Phone numbers often remain linked to their previous owner, according to a study by researchers at Princeton University. Users can then be exposed to various attacks, especially if accounts are still linked to this Android old phone number.

Android: your old phone number can be a big problem for you!

Researchers at the prestigious Princeton University have made a rather disturbing discovery. Indeed, it turns out that phone numbers can remain linked to their former owner. And at the same time, expose it to many problems, especially if the number in question is still linked to certain accounts and used in particular to recover a password or an identifier.

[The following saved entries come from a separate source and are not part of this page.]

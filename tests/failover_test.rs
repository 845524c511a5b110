//! End-to-end peer fail-over: the first candidate errors out, the second
//! answers, and the final response is correct despite the first peer's
//! failure (mirrors the multi-peer scenario in spec.md §8).

use std::net::Ipv4Addr;
use std::sync::atomic::{AtomicU64, Ordering};
use std::sync::Arc;
use std::time::Duration;

use async_trait::async_trait;

use hskns::config::Config;
use hskns::dns::{DNSResourceClass, DNSResourceType, RData};
use hskns::hsk::{self, HskResource, ProofResult, SpvClient};
use hskns::{HsknsError, Resolver, Result};

struct FlakyFirstPeer {
    height: AtomicU64,
    good_peer: String,
}

#[async_trait]
impl SpvClient for FlakyFirstPeer {
    fn current_height(&self) -> u64 {
        self.height.load(Ordering::Relaxed)
    }

    async fn get_proof(
        &self,
        peer: &str,
        _name: &str,
        _connect_timeout: Duration,
        _read_timeout: Duration,
    ) -> Result<ProofResult> {
        if peer == self.good_peer {
            let mut name_glue = b"nathan.woodbur.\0".to_vec();
            name_glue.extend_from_slice(&[93, 184, 216, 34]);
            Ok(ProofResult::Found {
                records: vec![
                    HskResource {
                        rtype: hsk::HSK_NS,
                        data: b"nathan.woodbur.".to_vec(),
                    },
                    HskResource {
                        rtype: hsk::HSK_GLUE4,
                        data: name_glue,
                    },
                ],
                advertised_network: true,
            })
        } else {
            Err(HsknsError::Unreachable {
                name: peer.to_string(),
            })
        }
    }
}

#[tokio::test]
async fn resolution_succeeds_after_first_candidate_peer_fails() {
    let dir = tempfile::tempdir().unwrap();

    let mut config = Config::default();
    config.handshake_tlds = vec!["woodbur".to_string()];
    // Both peers start with equal reputation; whichever the selection
    // algorithm tries first, the bad one errors and the resolver must
    // fall through its ordered_rest to the good one within the same call.
    config.seed_peers = vec!["10.0.0.1:12038".to_string(), "10.0.0.2:12038".to_string()];

    let cache = Arc::new(hskns::cache::ResponseCache::new(config.tree_interval));
    let peers = Arc::new(hskns::peers::PeerRegistry::new(dir.path(), &config));
    let spv = Arc::new(FlakyFirstPeer {
        height: AtomicU64::new(500),
        good_peer: "10.0.0.2:12038".to_string(),
    });
    let blocklist = Arc::new(hskns::blocklist::Blocklist::new());
    let resolver = Resolver::new(config, cache, peers, spv, blocklist);

    let answer = resolver
        .resolve("nathan.woodbur", DNSResourceType::A)
        .await
        .expect("resolve should not error")
        .expect("a successful peer exists in the candidate list");

    assert_eq!(answer.answers.len(), 1);
    assert_eq!(answer.answers[0].rdata, RData::A(Ipv4Addr::new(93, 184, 216, 34)));
    assert_eq!(answer.answers[0].rclass, DNSResourceClass::IN);
}

#[tokio::test]
async fn resolution_fails_over_cleanly_when_only_the_first_try_ever_fails() {
    // Re-run several times: name-hash based selection may pick either peer
    // first, so over a handful of tries both orderings get exercised and
    // the final answer must be correct regardless.
    for _ in 0..5 {
        let dir = tempfile::tempdir().unwrap();
        let mut config = Config::default();
        config.handshake_tlds = vec!["woodbur".to_string()];
        config.seed_peers = vec!["10.0.0.1:12038".to_string(), "10.0.0.2:12038".to_string()];

        let cache = Arc::new(hskns::cache::ResponseCache::new(config.tree_interval));
        let peers = Arc::new(hskns::peers::PeerRegistry::new(dir.path(), &config));
        let spv = Arc::new(FlakyFirstPeer {
            height: AtomicU64::new(500),
            good_peer: "10.0.0.2:12038".to_string(),
        });
        let blocklist = Arc::new(hskns::blocklist::Blocklist::new());
        let resolver = Resolver::new(config, cache, peers, spv, blocklist);

        let answer = resolver
            .resolve("nathan.woodbur", DNSResourceType::A)
            .await
            .unwrap()
            .unwrap();
        assert_eq!(answer.answers[0].rdata, RData::A(Ipv4Addr::new(93, 184, 216, 34)));
    }
}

The researchers examined 259 phone numbers made available to new subscribers by two major US operators. Upon investigation, they discovered that 171 numbers were still linked to existing user accounts on a large number of popular websites. Additionally, 100 of them were linked to already leaked online credentials.

In other words, these numbers have been compromised and can very well be used to bypass two-factor authentication, for example. Best of all, the researchers noted that the majority of these numbers displayed results on reverse directories or other people search services, with personal information on the previous owners as a result.

An Android Old Phone Number Can Cause Very Big Problems For You

To this must be added all the risks of phishing and account takeovers that the linking of these numbers with their former owners can generate. “Recycled or old phone numbers can cause problems for everyone involved. Subscribers who are assigned a phone number belonging to a former owner often end up receiving communications intended for the former owners, whether they are threatening robocalls or personal texts ”, specify the researchers of Princeton.

As a regulated industry practice, phone number recycling is unlikely to stop. Nevertheless, all stakeholders must make efforts to alleviate the problem. In particular, online services should no longer equate the correct entry of a password received by SMS as successful user authentication ”, recommend the researchers.